- [Work to complete] Please return all lines from the records below that include the string "clone".

______

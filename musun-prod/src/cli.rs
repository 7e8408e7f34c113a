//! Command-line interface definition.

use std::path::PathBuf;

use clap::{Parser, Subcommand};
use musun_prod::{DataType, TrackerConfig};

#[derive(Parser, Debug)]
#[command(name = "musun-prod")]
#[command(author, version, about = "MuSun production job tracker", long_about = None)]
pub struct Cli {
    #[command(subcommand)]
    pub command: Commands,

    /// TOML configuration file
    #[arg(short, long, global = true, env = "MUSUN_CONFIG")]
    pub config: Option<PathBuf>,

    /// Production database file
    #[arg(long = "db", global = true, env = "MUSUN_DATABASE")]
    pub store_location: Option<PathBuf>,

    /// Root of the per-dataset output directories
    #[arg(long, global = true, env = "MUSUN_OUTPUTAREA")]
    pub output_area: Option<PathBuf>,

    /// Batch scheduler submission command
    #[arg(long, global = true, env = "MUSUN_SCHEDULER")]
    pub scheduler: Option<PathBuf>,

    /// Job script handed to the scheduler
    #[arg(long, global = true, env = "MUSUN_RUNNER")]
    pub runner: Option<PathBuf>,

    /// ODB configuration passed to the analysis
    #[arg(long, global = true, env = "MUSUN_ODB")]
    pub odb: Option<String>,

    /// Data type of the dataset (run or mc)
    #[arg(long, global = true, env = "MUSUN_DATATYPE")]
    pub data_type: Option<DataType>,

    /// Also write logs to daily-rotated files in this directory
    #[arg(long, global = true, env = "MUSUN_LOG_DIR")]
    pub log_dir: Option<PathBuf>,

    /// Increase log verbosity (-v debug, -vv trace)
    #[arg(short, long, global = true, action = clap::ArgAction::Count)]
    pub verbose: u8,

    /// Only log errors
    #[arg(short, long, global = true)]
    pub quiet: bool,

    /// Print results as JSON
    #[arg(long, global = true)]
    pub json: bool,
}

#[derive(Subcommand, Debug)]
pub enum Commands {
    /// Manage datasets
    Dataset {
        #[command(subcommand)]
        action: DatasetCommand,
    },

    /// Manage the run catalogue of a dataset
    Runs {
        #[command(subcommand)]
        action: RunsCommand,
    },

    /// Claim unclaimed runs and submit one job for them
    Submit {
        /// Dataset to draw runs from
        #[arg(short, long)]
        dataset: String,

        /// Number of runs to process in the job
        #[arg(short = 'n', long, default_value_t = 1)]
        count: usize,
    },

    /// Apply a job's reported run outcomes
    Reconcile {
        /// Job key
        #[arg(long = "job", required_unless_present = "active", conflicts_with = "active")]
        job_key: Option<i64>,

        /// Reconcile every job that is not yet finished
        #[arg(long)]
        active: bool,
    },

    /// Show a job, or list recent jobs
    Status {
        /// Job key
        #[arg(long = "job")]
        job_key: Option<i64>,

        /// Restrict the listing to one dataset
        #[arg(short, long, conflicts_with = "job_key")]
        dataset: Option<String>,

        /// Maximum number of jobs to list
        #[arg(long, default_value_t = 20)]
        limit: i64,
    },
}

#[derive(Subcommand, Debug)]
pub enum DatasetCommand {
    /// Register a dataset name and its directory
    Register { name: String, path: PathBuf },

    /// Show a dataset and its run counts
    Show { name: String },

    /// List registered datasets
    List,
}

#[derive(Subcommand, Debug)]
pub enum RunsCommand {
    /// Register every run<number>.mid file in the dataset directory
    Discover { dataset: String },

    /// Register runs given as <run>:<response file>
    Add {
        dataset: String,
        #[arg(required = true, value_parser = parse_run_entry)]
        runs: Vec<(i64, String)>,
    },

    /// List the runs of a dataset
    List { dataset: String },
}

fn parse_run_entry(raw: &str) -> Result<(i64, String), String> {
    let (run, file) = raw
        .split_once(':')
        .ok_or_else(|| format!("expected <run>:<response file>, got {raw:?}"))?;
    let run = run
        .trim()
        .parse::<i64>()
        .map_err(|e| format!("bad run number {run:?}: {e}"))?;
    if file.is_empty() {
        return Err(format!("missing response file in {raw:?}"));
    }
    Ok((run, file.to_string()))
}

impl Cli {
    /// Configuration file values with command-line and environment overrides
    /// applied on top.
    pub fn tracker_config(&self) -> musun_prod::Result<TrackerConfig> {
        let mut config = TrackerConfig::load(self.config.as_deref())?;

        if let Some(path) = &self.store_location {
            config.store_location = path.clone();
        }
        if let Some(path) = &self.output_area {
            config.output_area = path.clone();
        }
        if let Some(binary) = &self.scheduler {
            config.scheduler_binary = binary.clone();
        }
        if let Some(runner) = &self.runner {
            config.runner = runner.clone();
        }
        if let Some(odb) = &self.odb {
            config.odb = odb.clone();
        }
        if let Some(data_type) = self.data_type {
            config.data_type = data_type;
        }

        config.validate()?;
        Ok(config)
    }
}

______

- [Exercise result]
            config.store_location = path.clone();
            config.output_area = path.clone();
            config.scheduler_binary = binary.clone();
            config.runner = runner.clone();
            config.odb = odb.clone();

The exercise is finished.